═══ Data provided

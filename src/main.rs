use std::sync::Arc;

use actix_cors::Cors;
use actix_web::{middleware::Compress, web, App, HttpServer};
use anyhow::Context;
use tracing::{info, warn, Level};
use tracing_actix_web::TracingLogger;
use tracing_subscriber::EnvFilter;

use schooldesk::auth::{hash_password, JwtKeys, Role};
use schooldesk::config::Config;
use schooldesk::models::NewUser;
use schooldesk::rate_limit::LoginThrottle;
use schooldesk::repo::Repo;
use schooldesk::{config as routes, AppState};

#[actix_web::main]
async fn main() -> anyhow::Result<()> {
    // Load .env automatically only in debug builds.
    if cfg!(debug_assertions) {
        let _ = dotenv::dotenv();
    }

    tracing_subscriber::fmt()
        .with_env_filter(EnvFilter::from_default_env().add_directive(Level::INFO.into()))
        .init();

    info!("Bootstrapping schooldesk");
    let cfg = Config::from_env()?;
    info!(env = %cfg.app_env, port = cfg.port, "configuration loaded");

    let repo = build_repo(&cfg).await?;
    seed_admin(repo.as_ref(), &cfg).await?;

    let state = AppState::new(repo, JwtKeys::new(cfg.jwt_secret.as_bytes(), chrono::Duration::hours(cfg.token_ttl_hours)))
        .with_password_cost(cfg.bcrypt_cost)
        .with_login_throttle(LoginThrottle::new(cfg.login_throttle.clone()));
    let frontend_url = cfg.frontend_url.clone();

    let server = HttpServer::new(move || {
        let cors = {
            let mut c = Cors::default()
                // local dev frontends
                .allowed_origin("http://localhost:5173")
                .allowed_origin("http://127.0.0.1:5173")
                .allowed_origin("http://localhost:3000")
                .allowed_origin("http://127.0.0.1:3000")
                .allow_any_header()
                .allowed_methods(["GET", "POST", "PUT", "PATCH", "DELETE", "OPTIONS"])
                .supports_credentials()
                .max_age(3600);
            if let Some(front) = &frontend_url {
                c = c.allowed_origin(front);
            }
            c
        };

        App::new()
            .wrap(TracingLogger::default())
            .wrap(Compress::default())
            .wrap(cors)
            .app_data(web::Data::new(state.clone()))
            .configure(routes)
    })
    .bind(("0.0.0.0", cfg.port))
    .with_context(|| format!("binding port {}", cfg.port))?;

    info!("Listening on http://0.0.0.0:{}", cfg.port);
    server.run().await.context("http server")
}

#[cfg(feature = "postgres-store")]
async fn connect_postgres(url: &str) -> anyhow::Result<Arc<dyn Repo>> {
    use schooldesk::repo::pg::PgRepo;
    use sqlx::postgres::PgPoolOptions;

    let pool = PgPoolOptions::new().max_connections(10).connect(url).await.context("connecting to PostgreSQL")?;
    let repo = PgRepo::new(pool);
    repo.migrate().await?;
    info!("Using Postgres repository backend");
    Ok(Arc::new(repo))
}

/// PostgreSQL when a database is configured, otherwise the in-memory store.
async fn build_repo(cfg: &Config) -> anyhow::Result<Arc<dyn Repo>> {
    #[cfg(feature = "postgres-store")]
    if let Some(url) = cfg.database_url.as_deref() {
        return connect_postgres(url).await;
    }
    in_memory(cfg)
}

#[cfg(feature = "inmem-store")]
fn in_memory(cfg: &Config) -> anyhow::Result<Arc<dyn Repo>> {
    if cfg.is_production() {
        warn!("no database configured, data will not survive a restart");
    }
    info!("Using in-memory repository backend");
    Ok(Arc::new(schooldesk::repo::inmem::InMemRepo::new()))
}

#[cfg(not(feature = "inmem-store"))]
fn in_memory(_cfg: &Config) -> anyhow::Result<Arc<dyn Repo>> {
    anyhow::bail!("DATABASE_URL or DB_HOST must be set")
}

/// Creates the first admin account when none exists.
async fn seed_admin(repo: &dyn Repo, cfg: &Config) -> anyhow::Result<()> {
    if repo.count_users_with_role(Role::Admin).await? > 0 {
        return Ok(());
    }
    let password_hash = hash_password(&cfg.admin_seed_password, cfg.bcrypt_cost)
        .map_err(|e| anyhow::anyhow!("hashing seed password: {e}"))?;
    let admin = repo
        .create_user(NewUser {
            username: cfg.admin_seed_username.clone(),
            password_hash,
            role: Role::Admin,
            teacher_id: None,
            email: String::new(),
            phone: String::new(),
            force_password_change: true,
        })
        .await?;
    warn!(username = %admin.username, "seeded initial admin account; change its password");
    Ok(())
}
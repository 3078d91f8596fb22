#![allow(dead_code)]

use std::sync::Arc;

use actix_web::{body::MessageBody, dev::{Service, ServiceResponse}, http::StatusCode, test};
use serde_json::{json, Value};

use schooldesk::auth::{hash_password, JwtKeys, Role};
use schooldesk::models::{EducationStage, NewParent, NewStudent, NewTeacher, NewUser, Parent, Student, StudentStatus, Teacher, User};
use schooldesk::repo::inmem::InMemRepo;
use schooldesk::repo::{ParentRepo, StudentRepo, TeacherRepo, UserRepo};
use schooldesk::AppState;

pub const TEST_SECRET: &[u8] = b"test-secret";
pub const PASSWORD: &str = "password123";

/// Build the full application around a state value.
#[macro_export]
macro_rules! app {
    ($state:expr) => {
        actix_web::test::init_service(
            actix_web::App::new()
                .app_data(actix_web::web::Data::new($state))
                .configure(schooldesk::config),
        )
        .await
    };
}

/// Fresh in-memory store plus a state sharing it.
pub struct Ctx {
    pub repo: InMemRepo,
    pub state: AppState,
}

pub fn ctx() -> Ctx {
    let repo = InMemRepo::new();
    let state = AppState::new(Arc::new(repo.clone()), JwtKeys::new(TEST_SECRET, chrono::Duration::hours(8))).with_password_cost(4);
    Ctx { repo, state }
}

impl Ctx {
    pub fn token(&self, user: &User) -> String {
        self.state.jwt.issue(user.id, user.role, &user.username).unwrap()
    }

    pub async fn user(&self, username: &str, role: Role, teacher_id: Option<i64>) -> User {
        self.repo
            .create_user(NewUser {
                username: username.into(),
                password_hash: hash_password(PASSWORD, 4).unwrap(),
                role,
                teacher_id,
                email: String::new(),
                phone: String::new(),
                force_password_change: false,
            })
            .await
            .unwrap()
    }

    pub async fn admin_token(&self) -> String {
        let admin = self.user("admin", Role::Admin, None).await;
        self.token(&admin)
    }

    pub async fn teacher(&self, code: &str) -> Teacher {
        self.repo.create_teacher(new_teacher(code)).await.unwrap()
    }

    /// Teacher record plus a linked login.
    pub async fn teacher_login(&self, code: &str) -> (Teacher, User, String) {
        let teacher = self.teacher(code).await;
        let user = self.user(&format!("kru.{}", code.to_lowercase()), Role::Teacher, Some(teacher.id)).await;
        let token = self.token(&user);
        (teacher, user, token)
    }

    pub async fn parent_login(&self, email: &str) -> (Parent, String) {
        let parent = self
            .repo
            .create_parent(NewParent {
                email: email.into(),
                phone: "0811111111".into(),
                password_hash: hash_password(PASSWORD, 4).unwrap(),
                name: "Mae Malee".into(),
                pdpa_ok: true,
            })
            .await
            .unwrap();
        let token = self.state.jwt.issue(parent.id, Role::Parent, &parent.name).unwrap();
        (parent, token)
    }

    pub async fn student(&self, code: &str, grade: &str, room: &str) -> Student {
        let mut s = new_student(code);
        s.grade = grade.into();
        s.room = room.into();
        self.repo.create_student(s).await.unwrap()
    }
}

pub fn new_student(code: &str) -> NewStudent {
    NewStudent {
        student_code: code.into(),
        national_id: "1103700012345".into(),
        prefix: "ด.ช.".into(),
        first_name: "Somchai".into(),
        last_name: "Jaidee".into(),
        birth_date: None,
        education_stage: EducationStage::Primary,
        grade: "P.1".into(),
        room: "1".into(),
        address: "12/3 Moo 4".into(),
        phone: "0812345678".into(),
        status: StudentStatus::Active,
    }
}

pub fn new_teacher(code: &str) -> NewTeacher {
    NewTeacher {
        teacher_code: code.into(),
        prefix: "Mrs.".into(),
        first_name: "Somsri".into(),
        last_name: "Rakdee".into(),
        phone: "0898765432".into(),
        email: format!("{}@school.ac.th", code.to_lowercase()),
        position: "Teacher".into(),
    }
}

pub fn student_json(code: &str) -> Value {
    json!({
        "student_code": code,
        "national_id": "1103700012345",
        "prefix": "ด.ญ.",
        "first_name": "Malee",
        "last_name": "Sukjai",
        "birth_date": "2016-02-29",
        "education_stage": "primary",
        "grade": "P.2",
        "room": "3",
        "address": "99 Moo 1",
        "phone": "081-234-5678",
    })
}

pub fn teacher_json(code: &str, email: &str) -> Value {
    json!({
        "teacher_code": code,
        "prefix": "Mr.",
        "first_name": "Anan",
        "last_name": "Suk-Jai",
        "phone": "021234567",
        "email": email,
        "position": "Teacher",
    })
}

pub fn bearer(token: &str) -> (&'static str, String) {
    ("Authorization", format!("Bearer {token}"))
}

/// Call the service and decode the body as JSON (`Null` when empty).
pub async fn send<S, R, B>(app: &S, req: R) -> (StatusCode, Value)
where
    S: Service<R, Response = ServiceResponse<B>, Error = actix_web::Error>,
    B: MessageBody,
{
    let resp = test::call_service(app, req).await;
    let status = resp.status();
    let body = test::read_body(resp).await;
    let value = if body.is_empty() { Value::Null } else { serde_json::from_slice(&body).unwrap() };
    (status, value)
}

══════
═══ Data provided

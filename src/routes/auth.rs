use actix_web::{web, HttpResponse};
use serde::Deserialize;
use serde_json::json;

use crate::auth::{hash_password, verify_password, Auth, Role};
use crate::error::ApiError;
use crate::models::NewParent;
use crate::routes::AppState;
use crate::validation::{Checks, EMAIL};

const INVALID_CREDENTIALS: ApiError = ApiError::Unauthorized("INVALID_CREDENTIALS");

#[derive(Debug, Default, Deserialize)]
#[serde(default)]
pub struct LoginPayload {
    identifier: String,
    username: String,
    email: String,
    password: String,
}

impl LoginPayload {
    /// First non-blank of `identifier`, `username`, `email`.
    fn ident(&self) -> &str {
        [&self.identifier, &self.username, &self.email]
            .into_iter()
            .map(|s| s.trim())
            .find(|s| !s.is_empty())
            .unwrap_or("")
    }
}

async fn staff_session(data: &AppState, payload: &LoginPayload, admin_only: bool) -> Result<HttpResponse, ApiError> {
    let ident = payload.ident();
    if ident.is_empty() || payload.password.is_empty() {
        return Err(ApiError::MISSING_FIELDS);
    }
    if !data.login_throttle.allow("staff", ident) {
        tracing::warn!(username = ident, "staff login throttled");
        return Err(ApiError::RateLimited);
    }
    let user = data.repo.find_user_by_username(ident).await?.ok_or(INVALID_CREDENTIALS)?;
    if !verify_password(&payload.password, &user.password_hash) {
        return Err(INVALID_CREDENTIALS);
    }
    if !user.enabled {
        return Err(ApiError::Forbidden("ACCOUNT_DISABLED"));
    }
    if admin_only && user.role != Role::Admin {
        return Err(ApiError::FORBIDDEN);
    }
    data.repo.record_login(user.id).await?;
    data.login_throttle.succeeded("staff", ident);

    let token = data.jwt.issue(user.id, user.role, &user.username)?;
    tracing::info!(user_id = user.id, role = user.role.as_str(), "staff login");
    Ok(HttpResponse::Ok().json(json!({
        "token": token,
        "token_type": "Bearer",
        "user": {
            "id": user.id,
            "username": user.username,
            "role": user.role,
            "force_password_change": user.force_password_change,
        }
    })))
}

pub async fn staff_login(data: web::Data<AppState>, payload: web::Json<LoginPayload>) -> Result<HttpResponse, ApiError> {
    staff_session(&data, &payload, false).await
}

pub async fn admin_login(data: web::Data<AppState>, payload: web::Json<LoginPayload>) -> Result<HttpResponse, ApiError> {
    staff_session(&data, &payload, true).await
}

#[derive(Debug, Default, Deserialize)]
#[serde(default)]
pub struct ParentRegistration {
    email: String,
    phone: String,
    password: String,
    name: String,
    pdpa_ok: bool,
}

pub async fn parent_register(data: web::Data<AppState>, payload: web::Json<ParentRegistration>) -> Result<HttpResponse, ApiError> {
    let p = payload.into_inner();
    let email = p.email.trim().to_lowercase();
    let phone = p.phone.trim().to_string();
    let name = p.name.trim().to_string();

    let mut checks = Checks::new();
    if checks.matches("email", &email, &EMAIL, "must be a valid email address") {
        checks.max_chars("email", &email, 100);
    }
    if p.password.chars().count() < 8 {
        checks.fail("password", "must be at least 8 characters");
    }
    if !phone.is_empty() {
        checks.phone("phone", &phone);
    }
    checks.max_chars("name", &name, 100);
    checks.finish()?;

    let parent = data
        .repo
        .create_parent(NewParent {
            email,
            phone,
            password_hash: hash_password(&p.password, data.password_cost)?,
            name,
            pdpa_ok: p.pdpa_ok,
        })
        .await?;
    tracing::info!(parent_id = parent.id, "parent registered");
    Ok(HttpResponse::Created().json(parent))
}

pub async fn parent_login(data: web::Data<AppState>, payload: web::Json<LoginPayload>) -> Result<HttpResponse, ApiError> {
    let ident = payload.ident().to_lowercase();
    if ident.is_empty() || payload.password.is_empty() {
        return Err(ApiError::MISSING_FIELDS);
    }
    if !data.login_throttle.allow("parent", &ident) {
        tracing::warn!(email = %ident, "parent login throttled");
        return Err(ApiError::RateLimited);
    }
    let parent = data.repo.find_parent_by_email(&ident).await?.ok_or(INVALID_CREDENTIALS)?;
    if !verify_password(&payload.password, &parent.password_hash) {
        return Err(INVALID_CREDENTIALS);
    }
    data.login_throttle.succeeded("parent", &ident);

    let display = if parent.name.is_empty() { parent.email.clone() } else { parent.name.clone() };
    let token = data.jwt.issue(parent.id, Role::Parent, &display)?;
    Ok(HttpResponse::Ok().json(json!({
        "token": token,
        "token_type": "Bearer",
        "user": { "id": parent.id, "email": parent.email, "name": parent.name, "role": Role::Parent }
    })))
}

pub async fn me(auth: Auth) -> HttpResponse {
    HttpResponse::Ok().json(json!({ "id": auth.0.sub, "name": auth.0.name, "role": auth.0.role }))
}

══════

- What is expected: All that should be written out is the stretch of lines above between the one holding "filename src/main.rs" and the one holding "use schooldesk::repo::Repo;", inclusive, exactly as given.

- Response area:
filename src/main.rs
use std::sync::Arc;

use actix_cors::Cors;
use actix_web::{middleware::Compress, web, App, HttpServer};
use anyhow::Context;
use tracing::{info, warn, Level};
use tracing_actix_web::TracingLogger;
use tracing_subscriber::EnvFilter;

use schooldesk::auth::{hash_password, JwtKeys, Role};
use schooldesk::config::Config;
use schooldesk::models::NewUser;
use schooldesk::rate_limit::LoginThrottle;
use schooldesk::repo::Repo;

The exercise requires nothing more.